Single by Tackey & Tsubasa

from the album Two You Four You
- Released: August 9, 2006
- Recorded: ?
- Genre: J-pop
- Length: 21 min 22 s (Regular CD); 16 min 28 s (Limited CD); 16 min 27 s (CD+DVD);
- Label: Avex Trax
- Songwriters: Hitoshi Haneda, Ayumi Miyazaki, Hideyuki Obata, Kinuko Sakuma
- Producer: ?

Tackey & Tsubasa singles chronology
| "Venus" (2006) | "Ho! Summer (Ho! サマー)" (2006) | "X (Dame)/Crazy Rainbow" (2007) |

= Ho! Summer =

"Ho! Summer" is a single by Tackey & Tsubasa. Their seventh single under the Avex Trax label, "Ho! Summer" is their first single to be dedicated to summer. The regular version of the CD came with a bonus track, the limited version came with a special key ring, and the CD+DVD version came with a DVD with choreography for the song "Ho! Summer". The main track was used as the theme song for the drama "Gakincho: Return Kids" from July 31, 2006 to September 29, 2006. The Tsubasa solo song, "Mihatenu Yume", was used as the House Commodity "Dongari Corn" commercial song. The limited edition song, "Michi", was used as the image song for "Kawai Juku".

==Track listing==
===Regular CD Format - Jacket C===
1. "Ho! Summer (Ho! サマー)" (Hitoshi Haneda) - 4:06
2. "Taste me" (Takizawa Hideaki) (Ayumi Miyazaki) - 3:42
3. "Mihatenu Yume (見果てぬ夢) (Faraway Dream)" (Imai Tsubasa) (Hideyuki Obata) - 4:33
4. "Michi (道) (Road)" (Kinuko Sakuma) - 4:54
5. "Ho! サマー: karaoke" (Hitoshi Haneda) - 4:07

===Limited CD format - Jacket B===
1. "Ho! Summer (Ho! サマー)" (Hitoshi Haneda) - 4:06
2. "Taste me" (Takizawa Hideaki) (Ayumi Miyazaki) - 3:42
3. "Mihatenu Yume (見果てぬ夢) (Faraway Dream)" (Imai Tsubasa) (Hideyuki Obata) - 4:34
4. "Ho! サマー: karaoke" (Hitoshi Haneda) - 4:05

===CD+DVD format - Jacket A===
====CD portion====
1. "Ho!

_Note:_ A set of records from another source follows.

//! Pure tariff arithmetic for daily energy costs
//!
//! The cost formulas are exact; rounding is applied only through the
//! boundary helpers when snapshot entries are built, so aggregates never
//! compound rounding error.

use crate::error::TariffError;

/// Daily cost of a single fuel: usage times unit rate plus the standing charge.
pub fn daily_cost(usage_kwh: f64, rate: f64, standing_charge: f64) -> Result<f64, TariffError> {
    ensure_non_negative(usage_kwh, "usage")?;
    ensure_non_negative(rate, "unit rate")?;
    ensure_non_negative(standing_charge, "standing charge")?;
    Ok(usage_kwh * rate + standing_charge)
}

/// Combined daily cost across both fuels.
pub fn total_daily_cost(
    electricity_daily_cost: f64,
    gas_daily_cost: f64,
) -> Result<f64, TariffError> {
    ensure_non_negative(electricity_daily_cost, "electricity daily cost")?;
    ensure_non_negative(gas_daily_cost, "gas daily cost")?;
    Ok(electricity_daily_cost + gas_daily_cost)
}

/// Combined fixed charges across both fuels.
pub fn total_standing_charges(
    electricity_standing_charge: f64,
    gas_standing_charge: f64,
) -> Result<f64, TariffError> {
    ensure_non_negative(electricity_standing_charge, "electricity standing charge")?;
    ensure_non_negative(gas_standing_charge, "gas standing charge")?;
    Ok(electricity_standing_charge + gas_standing_charge)
}

/// Rounds a monetary amount to whole pence for display.
pub fn round_to_pence(amount: f64) -> f64 {
    (amount * 100.0).round() / 100.0
}

/// Rounds a usage figure to watt-hour precision for display.
pub fn round_usage(usage_kwh: f64) -> f64 {
    (usage_kwh * 1000.0).round() / 1000.0
}

fn ensure_non_negative(value: f64, quantity: &'static str) -> Result<(), TariffError> {
    if value < 0.0 {
        return Err(TariffError::Negative { quantity });
    }
    Ok(())
}

#[cfg(test)]
mod tests {
    use super::*;

    #[test]
    fn test_daily_cost_formula() {
        // 10.5 kWh at 0.28 GBP/kWh plus a 0.45 GBP/day standing charge
        let cost = daily_cost(10.5, 0.28, 0.45).unwrap();
        assert!((cost - 3.39).abs() < 1e-9);
    }

    #[test]
    fn test_zero_usage_is_standing_charge_only() {
        let cost = daily_cost(0.0, 0.28, 0.45).unwrap();
        assert!((cost - 0.45).abs() < 1e-9);
    }

    #[test]
    fn test_totals_are_exact_sums() {
        let total = total_daily_cost(3.39, 1.92).unwrap();
        assert!((total - 5.31).abs() < 1e-9);

        let standing = total_standing_charges(0.45, 0.30).unwrap();
        assert!((standing - 0.75).abs() < 1e-9);
    }

    #[test]
    fn test_negative_inputs_rejected() {
        assert_eq!(
            daily_cost(-1.0, 0.28, 0.45),
            Err(TariffError::Negative { quantity: "usage" })
        );
        assert_eq!(
            daily_cost(1.0, -0.28, 0.45),
            Err(TariffError::Negative {
                quantity: "unit rate"
            })
        );
        assert_eq!(
            daily_cost(1.0, 0.28, -0.45),
            Err(TariffError::Negative {
                quantity: "standing charge"
            })
        );
        assert!(total_daily_cost(-0.01, 0.0).is_err());
        assert!(total_standing_charges(0.0, -0.01).is_err());
    }

    #[test]
    fn test_rounding_only_at_the_boundary() {
        // Three thirds of a penny summed exactly, then rounded once
        let per_fuel = 1.0 / 300.0;
        let total = total_daily_cost(per_fuel, per_fuel).unwrap();
        assert!((total - 2.0 / 300.0).abs() < 1e-12);
        assert!((round_to_pence(total) - 0.01).abs() < 1e-9);
    }

    #[test]
    fn test_display_rounding_helpers() {
        assert!((round_to_pence(3.386) - 3.39).abs() < 1e-9);
        assert!((round_to_pence(3.3849) - 3.38).abs() < 1e-9);
        assert!((round_usage(10.5004) - 10.5).abs() < 1e-9);
        assert!((round_usage(10.5006) - 10.501).abs() < 1e-9);
    }
}
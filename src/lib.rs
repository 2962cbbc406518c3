//! # Household Energy Cost Tracker SDK
//!
//! Polls the Glowmarkt smart-meter API for the latest electricity and gas
//! readings, derives daily cost figures from a user-supplied tariff, and
//! publishes eight named values for dashboards and automations.
//!
//! ## Important: readings are not real-time
//!
//! Smart meter data reaches the upstream API with a 24-48 hour reporting
//! lag by design. The tracker therefore always asks for the **latest
//! available** reading rather than "today", and prefers serving a retained,
//! staleness-flagged value over a blank one when the upstream misbehaves.
//!
//! ## Usage
//!
//! ```no_run
//! use smart_meter_sdk::{Credentials, EnergyCostTracker, MeterConfig, MeterValue, TariffConfig};
//! use std::sync::Arc;
//!
//! # async fn example() -> Result<(), Box<dyn std::error::Error>> {
//! let config = MeterConfig {
//!     credentials: Credentials {
//!         email: "home@example.com".into(),
//!         password: "secret".into(),
//!     },
//!     tariff: TariffConfig::default(),
//! };
//!
//! // Start the five-minute polling loop
//! let tracker = Arc::new(EnergyCostTracker::new(config)?);
//! tracker.clone().start();
//! tracker.refresh_now().await;
//!
//! // Read single values...
//! let total = tracker.get_value(MeterValue::TotalCost).await?;
//! println!("today so far: £{:.2}", total.value);
//!
//! // ...or take a consistent snapshot of all eight
//! let snapshot = tracker.snapshot().await;
//! for (value, entry) in &snapshot.entries {
//!     println!("{}: {:.2} (stale: {})", value.name(), entry.value, entry.stale);
//! }
//! # Ok(())
//! # }
//! ```
//!
//! ## Architecture
//!
//! ```text
//! interval tick ──▶ EnergyCostTracker (single-flight cycle)
//!                      │
//!                      ├─▶ AuthSession::token()        (one exchange per validity window)
//!                      ├─▶ ReadingFetcher::fetch() ×2  (electricity + gas, concurrent)
//!                      ├─▶ calculator                  (pure tariff arithmetic)
//!                      └─▶ ValueRegistry::publish()    (atomic eight-value snapshot)
//!                                │
//!                                └─▶ observers: snapshot() / get_value() / subscribe()
//! ```

pub mod api;
pub mod calculator;
pub mod constants;
pub mod error;
pub mod fetcher;
pub mod glowmarkt;
pub mod metrics;
pub mod registry;
pub mod session;
pub mod tracker;
pub mod types;

// Re-export commonly used types
pub use error::{ApiError, TariffError, ValueError};
pub use metrics::ApiMetrics;
pub use tracker::EnergyCostTracker;
pub use types::{
    AuthToken, ComponentHealth, Credentials, CycleOutcome, HealthStatus, MeterConfig, MeterEvent,
    MeterReading, MeterValue, ResourceKind, TariffConfig, ValueEntry, ValueSnapshot,
};
//! Capability trait over the upstream metering API

use crate::{
    error::ApiError,
    types::{AuthToken, Credentials, DiscoveredResource, MeterReading, ResourceKind},
};
use async_trait::async_trait;
use std::collections::HashMap;

/// Trait for the three-call metering API boundary
///
/// The tracker depends only on this contract. [`GlowmarktApi`] implements it
/// over HTTP; tests script it with [`mock::MockApi`].
///
/// [`GlowmarktApi`]: crate::glowmarkt::GlowmarktApi
#[async_trait]
pub trait MeterApi: Send + Sync {
    /// Exchanges account credentials for a bearer token
    ///
    /// # Returns
    /// The token with its server-declared expiry, or
    /// [`ApiError::InvalidCredentials`] when the exchange is rejected.
    async fn authenticate(&self, credentials: &Credentials) -> Result<AuthToken, ApiError>;

    /// Lists the account's meter resources keyed by kind
    async fn list_resources(
        &self,
        token: &str,
    ) -> Result<HashMap<ResourceKind, DiscoveredResource>, ApiError>;

    /// Fetches the most recent reading the upstream is willing to report
    ///
    /// Implementations must ask for "latest available", never "today":
    /// smart meter data reaches the upstream with a 24-48 hour lag.
    async fn latest_reading(
        &self,
        token: &str,
        resource_id: &str,
        kind: ResourceKind,
    ) -> Result<MeterReading, ApiError>;

    /// Returns the name of this API backend
    fn api_name(&self) -> &'static str;
}

#[cfg(test)]
pub mod mock {
    use super::*;
    use chrono::{Duration as ChronoDuration, Utc};
    use std::collections::VecDeque;
    use std::sync::Mutex;
    use std::time::Duration;

    /// Scripted in-memory API for exercising the tracker without a live
    /// upstream.
    ///
    /// Each call pops a one-shot scripted result when present and otherwise
    /// repeats the sticky result configured with the `set_*` methods.
    pub struct MockApi {
        state: Mutex<MockState>,
    }

    struct MockState {
        auth_sticky: Result<AuthToken, ApiError>,
        auth_queue: VecDeque<Result<AuthToken, ApiError>>,
        resources_sticky: Result<HashMap<ResourceKind, DiscoveredResource>, ApiError>,
        readings_sticky: HashMap<ResourceKind, Result<MeterReading, ApiError>>,
        readings_queue: HashMap<ResourceKind, VecDeque<Result<MeterReading, ApiError>>>,
        auth_calls: usize,
        resource_calls: usize,
        reading_calls: usize,
        reading_delay: Option<Duration>,
        token_counter: usize,
    }

    /// Builds a token valid for one hour
    pub fn token(n: usize) -> AuthToken {
        AuthToken {
            token: format!("token-{n}"),
            expires_at: Utc::now() + ChronoDuration::hours(1),
        }
    }

    /// Builds a reading stamped with yesterday's date, mirroring the
    /// upstream reporting lag
    pub fn reading(kind: ResourceKind, usage_kwh: f64) -> MeterReading {
        MeterReading {
            kind,
            usage_kwh,
            timestamp: Utc::now() - ChronoDuration::days(1),
        }
    }

    fn resource(kind: ResourceKind) -> DiscoveredResource {
        DiscoveredResource {
            resource_id: format!("resource-{kind}"),
            name: format!("{kind} consumption"),
        }
    }

    /// Manual "clone" of ApiError since reqwest errors don't implement Clone
    fn clone_error(error: &ApiError) -> ApiError {
        match error {
            ApiError::InvalidCredentials => ApiError::InvalidCredentials,
            ApiError::NotFound(kind) => ApiError::NotFound(*kind),
            ApiError::AuthRejected => ApiError::AuthRejected,
            ApiError::Network(e) => ApiError::Api(format!("network error (cloned): {e}")),
            ApiError::InvalidResponse(s) => ApiError::InvalidResponse(s.clone()),
            ApiError::Api(s) => ApiError::Api(s.clone()),
        }
    }

    fn clone_result<T: Clone>(result: &Result<T, ApiError>) -> Result<T, ApiError> {
        match result {
            Ok(value) => Ok(value.clone()),
            Err(error) => Err(clone_error(error)),
        }
    }

    impl MockApi {
        /// A mock where authentication succeeds, both resources are linked
        /// and both fuels have readings (10.5 kWh electricity, 13.5 kWh gas)
        pub fn healthy() -> Self {
            let mut readings_sticky = HashMap::new();
            readings_sticky.insert(
                ResourceKind::Electricity,
                Ok(reading(ResourceKind::Electricity, 10.5)),
            );
            readings_sticky.insert(ResourceKind::Gas, Ok(reading(ResourceKind::Gas, 13.5)));

            let mut resources = HashMap::new();
            for kind in ResourceKind::all() {
                resources.insert(*kind, resource(*kind));
            }

            Self {
                state: Mutex::new(MockState {
                    auth_sticky: Ok(token(0)),
                    auth_queue: VecDeque::new(),
                    resources_sticky: Ok(resources),
                    readings_sticky,
                    readings_queue: HashMap::new(),
                    auth_calls: 0,
                    resource_calls: 0,
                    reading_calls: 0,
                    reading_delay: None,
                    token_counter: 0,
                }),
            }
        }

        /// Replaces the sticky authentication result
        pub fn set_auth(&self, result: Result<AuthToken, ApiError>) {
            self.state.lock().unwrap().auth_sticky = result;
        }

        /// Queues a one-shot authentication result
        pub fn script_auth(&self, result: Result<AuthToken, ApiError>) {
            self.state.lock().unwrap().auth_queue.push_back(result);
        }

        /// Replaces the sticky resource listing result
        pub fn set_resources(
            &self,
            result: Result<HashMap<ResourceKind, DiscoveredResource>, ApiError>,
        ) {
            self.state.lock().unwrap().resources_sticky = result;
        }

        /// Removes one resource kind from the sticky listing
        pub fn unlink_resource(&self, kind: ResourceKind) {
            let mut state = self.state.lock().unwrap();
            if let Ok(resources) = &mut state.resources_sticky {
                resources.remove(&kind);
            }
        }

        /// Replaces the sticky reading result for one kind
        pub fn set_reading(&self, kind: ResourceKind, result: Result<MeterReading, ApiError>) {
            self.state.lock().unwrap().readings_sticky.insert(kind, result);
        }

        /// Queues a one-shot reading result for one kind
        pub fn script_reading(&self, kind: ResourceKind, result: Result<MeterReading, ApiError>) {
            self.state
                .lock()
                .unwrap()
                .readings_queue
                .entry(kind)
                .or_default()
                .push_back(result);
        }

        /// Delays every reading call, for exercising the single-flight guard
        pub fn set_reading_delay(&self, delay: Duration) {
            self.state.lock().unwrap().reading_delay = Some(delay);
        }

        pub fn auth_calls(&self) -> usize {
            self.state.lock().unwrap().auth_calls
        }

        pub fn resource_calls(&self) -> usize {
            self.state.lock().unwrap().resource_calls
        }

        pub fn reading_calls(&self) -> usize {
            self.state.lock().unwrap().reading_calls
        }
    }

    #[async_trait]
    impl MeterApi for MockApi {
        async fn authenticate(&self, _credentials: &Credentials) -> Result<AuthToken, ApiError> {
            let mut state = self.state.lock().unwrap();
            state.auth_calls += 1;
            if let Some(result) = state.auth_queue.pop_front() {
                return result;
            }
            state.token_counter += 1;
            let counter = state.token_counter;
            clone_result(&state.auth_sticky).map(|mut t| {
                t.token = format!("token-{counter}");
                t
            })
        }

        async fn list_resources(
            &self,
            _token: &str,
        ) -> Result<HashMap<ResourceKind, DiscoveredResource>, ApiError> {
            let mut state = self.state.lock().unwrap();
            state.resource_calls += 1;
            clone_result(&state.resources_sticky)
        }

        async fn latest_reading(
            &self,
            _token: &str,
            _resource_id: &str,
            kind: ResourceKind,
        ) -> Result<MeterReading, ApiError> {
            let delay = {
                let mut state = self.state.lock().unwrap();
                state.reading_calls += 1;
                state.reading_delay
            };
            if let Some(delay) = delay {
                tokio::time::sleep(delay).await;
            }

            let mut state = self.state.lock().unwrap();
            if let Some(result) = state
                .readings_queue
                .get_mut(&kind)
                .and_then(|queue| queue.pop_front())
            {
                return result;
            }
            match state.readings_sticky.get(&kind) {
                Some(result) => clone_result(result),
                None => Err(ApiError::NotFound(kind)),
            }
        }

        fn api_name(&self) -> &'static str {
            "mock"
        }
    }
}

Summer (Ho! サマー)" (Hitoshi Haneda) - 4:06
2. "Taste me" (Takizawa Hideaki) (Ayumi Miyazaki) - 3:42
3. "Mihatenu Yume (見果てぬ夢) (Faraway Dream)" (Imai Tsubasa) (Hideyuki Obata) - 4:34
4. "Ho! サマー: karaoke" (Hitoshi Haneda) - 4:05

====DVD portion====
1. "Ho! サマー (Choreography Video)"

==Personnel==
- Takizawa Hideaki - vocals
- Imai Tsubasa - vocals

==TV performances==
- August 4, 2006 - Music Fighter
- August 7, 2006 - Hey! Hey! Hey!
- August 10, 2006 - Utaban
- August 11, 2006 - Music Station

==Charts==
Oricon Sales Chart (Japan)

| Release | Chart | Peak position | First week sales | Sales total | Chart run |
| 9 August 2006 | Oricon Daily Singles Chart | 2 |  |  |  |
| Oricon Weekly Singles Chart | 2 | 80,592 | 139,073 | 7 weeks |

==RIAJ certification==
As of September 2006, "Ho! Summer" has been certified "gold" for shipments of over 100,000 by the Recording Industry Association of Japan.